Each line in the records below, from the one that contains "in declaration order." to the one that contains "let run = runs.get_mut(name).unwrap();", should be reproduced exactly, the first and last included.

----- THE INPUT -----

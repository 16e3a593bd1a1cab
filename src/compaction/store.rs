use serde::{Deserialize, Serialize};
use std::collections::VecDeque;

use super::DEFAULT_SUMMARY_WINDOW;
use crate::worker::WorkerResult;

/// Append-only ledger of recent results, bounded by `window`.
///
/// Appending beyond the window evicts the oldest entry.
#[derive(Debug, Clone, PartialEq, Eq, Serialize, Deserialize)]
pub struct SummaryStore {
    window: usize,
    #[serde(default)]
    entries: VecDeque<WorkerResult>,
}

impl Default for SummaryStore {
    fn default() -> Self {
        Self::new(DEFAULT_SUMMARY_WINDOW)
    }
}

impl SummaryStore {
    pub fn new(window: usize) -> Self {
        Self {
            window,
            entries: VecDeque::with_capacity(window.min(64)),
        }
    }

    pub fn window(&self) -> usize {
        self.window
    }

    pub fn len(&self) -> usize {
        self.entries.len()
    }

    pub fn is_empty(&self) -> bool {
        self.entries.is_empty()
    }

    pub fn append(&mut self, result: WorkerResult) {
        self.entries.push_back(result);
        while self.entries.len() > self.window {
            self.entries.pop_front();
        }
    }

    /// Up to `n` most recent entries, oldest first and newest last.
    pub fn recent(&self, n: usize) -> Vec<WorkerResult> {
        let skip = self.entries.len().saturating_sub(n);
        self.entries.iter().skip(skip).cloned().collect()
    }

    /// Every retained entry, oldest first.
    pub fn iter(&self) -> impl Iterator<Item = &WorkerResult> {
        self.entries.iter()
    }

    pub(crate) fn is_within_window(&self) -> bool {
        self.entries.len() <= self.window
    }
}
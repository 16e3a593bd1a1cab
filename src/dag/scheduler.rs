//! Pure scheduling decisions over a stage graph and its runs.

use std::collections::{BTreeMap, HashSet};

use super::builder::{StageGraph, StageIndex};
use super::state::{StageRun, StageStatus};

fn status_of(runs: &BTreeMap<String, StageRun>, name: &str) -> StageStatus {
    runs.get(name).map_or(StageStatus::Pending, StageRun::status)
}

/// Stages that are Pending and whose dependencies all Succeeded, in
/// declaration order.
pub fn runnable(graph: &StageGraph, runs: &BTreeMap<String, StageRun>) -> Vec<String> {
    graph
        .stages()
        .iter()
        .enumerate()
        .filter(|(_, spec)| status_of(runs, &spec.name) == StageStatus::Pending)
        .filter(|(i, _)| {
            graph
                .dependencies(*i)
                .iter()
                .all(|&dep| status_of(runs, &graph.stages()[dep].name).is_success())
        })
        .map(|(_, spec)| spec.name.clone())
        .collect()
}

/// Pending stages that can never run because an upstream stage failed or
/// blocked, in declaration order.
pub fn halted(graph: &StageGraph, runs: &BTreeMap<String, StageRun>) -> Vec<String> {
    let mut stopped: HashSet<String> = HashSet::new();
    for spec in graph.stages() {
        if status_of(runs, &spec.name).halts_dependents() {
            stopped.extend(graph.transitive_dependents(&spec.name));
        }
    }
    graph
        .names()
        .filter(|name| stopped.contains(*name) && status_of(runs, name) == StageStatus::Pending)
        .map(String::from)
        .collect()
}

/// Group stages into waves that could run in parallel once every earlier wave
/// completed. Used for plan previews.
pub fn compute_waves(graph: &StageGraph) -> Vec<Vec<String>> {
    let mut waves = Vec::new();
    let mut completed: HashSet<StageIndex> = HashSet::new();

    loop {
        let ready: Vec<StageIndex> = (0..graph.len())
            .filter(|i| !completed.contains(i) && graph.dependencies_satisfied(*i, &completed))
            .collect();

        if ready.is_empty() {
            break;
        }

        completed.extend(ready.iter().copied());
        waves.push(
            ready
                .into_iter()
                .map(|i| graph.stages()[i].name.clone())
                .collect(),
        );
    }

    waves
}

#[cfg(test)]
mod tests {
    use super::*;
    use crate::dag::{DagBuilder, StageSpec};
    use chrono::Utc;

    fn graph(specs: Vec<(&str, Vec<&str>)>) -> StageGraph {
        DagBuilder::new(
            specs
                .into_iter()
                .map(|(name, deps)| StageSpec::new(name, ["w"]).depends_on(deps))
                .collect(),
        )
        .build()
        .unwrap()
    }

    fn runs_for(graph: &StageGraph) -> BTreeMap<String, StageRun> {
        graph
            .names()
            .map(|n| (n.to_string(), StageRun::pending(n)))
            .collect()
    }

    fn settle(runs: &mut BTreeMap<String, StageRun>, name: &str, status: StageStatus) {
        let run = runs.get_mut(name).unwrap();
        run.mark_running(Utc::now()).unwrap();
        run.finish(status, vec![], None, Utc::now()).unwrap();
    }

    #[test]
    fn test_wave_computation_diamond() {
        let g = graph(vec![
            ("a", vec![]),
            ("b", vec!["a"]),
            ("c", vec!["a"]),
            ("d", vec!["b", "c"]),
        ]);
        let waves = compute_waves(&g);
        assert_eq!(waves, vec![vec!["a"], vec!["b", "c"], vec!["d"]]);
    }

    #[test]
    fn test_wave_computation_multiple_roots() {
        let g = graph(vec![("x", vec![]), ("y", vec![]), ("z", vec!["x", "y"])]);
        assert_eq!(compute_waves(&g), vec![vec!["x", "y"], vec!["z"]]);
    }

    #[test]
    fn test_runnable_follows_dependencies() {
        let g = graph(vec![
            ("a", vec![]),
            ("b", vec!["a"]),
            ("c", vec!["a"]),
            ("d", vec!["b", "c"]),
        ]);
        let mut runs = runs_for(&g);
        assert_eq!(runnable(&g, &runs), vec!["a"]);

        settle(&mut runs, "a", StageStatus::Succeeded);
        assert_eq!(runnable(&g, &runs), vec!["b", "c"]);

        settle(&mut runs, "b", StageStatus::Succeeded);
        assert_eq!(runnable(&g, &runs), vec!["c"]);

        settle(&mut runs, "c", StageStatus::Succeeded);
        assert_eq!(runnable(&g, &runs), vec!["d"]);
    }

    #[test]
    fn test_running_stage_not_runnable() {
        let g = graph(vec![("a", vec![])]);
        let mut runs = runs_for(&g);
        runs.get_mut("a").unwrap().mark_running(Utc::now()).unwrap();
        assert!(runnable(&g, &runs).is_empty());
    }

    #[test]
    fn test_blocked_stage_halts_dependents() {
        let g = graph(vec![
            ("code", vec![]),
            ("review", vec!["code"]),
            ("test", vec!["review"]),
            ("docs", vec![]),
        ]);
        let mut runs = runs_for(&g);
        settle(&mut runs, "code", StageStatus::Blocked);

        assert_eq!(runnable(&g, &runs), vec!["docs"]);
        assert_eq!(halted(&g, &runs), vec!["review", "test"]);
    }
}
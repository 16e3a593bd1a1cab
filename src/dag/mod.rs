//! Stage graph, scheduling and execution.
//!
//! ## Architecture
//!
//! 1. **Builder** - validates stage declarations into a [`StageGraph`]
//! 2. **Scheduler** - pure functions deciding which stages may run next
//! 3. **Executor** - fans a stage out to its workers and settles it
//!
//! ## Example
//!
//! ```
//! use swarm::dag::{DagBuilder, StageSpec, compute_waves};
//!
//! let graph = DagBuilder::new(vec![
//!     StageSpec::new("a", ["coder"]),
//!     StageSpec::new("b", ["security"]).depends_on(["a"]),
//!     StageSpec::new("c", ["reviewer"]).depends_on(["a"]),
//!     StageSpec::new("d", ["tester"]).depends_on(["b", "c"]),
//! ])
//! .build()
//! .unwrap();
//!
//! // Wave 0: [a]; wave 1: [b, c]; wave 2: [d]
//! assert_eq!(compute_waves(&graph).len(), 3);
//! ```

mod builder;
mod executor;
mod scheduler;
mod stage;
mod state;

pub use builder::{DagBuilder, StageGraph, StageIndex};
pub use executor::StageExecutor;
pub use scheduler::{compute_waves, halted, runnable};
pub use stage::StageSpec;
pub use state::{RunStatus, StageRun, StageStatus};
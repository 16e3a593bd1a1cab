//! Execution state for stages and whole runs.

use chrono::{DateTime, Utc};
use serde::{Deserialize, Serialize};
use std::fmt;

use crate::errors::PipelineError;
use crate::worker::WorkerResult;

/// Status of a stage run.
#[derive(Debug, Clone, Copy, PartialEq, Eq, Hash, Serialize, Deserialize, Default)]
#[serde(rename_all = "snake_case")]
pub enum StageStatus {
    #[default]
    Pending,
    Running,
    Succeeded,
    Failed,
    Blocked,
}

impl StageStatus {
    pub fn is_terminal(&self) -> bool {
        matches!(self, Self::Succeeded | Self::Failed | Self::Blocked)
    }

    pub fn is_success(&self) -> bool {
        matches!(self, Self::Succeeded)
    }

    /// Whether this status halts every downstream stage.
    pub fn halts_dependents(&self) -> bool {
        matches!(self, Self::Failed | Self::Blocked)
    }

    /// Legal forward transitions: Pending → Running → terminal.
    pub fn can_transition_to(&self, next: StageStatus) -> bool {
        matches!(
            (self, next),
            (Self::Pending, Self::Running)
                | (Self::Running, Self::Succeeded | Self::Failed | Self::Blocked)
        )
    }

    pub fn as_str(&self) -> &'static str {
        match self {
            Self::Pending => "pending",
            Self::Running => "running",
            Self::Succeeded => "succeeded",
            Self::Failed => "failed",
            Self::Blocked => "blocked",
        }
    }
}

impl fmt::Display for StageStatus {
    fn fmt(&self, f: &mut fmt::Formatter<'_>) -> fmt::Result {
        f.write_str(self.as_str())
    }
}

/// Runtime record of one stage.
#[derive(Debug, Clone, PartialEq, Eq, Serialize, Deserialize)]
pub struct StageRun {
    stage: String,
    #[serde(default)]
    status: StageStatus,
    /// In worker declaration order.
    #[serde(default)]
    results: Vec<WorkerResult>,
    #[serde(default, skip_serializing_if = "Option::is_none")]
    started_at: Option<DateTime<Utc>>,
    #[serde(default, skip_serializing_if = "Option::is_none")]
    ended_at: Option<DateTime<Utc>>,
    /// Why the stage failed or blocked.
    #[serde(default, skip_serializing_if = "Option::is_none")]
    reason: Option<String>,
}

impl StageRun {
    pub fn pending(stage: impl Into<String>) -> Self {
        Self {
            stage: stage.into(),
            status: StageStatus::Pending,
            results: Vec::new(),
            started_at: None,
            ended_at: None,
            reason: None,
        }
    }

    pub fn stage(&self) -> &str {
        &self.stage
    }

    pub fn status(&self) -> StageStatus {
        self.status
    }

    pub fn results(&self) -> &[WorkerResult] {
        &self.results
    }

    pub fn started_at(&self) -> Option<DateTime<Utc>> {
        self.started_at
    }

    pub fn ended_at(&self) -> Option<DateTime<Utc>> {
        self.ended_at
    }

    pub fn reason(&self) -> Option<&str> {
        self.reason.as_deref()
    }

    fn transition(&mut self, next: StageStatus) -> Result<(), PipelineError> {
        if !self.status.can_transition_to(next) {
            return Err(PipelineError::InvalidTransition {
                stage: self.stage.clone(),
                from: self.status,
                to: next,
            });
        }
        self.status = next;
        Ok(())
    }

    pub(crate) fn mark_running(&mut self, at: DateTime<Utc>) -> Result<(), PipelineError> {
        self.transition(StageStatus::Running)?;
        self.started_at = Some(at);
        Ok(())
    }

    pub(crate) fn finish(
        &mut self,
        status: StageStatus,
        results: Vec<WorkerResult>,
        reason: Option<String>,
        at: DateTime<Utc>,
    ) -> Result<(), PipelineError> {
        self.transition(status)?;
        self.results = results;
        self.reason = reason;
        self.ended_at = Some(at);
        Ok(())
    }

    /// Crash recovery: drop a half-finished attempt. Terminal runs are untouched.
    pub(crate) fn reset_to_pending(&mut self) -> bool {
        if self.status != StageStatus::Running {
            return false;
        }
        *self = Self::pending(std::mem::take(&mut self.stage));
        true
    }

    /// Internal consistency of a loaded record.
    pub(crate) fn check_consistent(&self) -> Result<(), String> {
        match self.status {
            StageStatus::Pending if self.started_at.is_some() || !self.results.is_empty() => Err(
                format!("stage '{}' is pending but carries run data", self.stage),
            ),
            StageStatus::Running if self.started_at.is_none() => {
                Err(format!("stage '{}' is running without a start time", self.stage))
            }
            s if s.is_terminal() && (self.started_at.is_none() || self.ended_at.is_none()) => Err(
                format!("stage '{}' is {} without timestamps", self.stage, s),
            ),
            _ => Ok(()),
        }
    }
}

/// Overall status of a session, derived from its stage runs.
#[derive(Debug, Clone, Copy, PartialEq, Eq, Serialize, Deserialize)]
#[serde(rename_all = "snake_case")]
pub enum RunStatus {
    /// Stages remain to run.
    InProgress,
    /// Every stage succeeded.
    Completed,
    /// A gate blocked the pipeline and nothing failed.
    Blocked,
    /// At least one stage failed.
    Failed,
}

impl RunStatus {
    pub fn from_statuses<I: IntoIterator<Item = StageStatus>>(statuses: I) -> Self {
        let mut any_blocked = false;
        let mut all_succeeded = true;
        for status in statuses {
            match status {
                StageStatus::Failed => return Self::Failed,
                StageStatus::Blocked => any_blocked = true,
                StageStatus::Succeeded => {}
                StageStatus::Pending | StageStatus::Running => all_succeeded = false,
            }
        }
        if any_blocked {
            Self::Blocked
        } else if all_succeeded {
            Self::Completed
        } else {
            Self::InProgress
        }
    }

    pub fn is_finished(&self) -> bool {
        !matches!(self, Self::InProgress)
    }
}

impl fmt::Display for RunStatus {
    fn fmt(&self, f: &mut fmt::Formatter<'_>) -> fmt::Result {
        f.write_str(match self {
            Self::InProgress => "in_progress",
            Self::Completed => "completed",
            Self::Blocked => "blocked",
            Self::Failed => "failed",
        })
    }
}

-----

TASK OUTPUT:
/// blocked, in declaration order.
pub fn halted(graph: &StageGraph, runs: &BTreeMap<String, StageRun>) -> Vec<String> {
    let mut stopped: HashSet<String> = HashSet::new();
    for spec in graph.stages() {
        if status_of(runs, &spec.name).halts_dependents() {
            stopped.extend(graph.transitive_dependents(&spec.name));
        }
    }
    graph
        .names()
        .filter(|name| stopped.contains(*name) && status_of(runs, name) == StageStatus::Pending)
        .map(String::from)
        .collect()
}

/// Group stages into waves that could run in parallel once every earlier wave
/// completed. Used for plan previews.
pub fn compute_waves(graph: &StageGraph) -> Vec<Vec<String>> {
    let mut waves = Vec::new();
    let mut completed: HashSet<StageIndex> = HashSet::new();

    loop {
        let ready: Vec<StageIndex> = (0..graph.len())
            .filter(|i| !completed.contains(i) && graph.dependencies_satisfied(*i, &completed))
            .collect();

        if ready.is_empty() {
            break;
        }

        completed.extend(ready.iter().copied());
        waves.push(
            ready
                .into_iter()
                .map(|i| graph.stages()[i].name.clone())
                .collect(),
        );
    }

    waves
}

#[cfg(test)]
mod tests {
    use super::*;
    use crate::dag::{DagBuilder, StageSpec};
    use chrono::Utc;

    fn graph(specs: Vec<(&str, Vec<&str>)>) -> StageGraph {
        DagBuilder::new(
            specs
                .into_iter()
                .map(|(name, deps)| StageSpec::new(name, ["w"]).depends_on(deps))
                .collect(),
        )
        .build()
        .unwrap()
    }

    fn runs_for(graph: &StageGraph) -> BTreeMap<String, StageRun> {
        graph
            .names()
            .map(|n| (n.to_string(), StageRun::pending(n)))
            .collect()
    }

    fn settle(runs: &mut BTreeMap<String, StageRun>, name: &str, status: StageStatus) {
        let run = runs.get_mut(name).unwrap();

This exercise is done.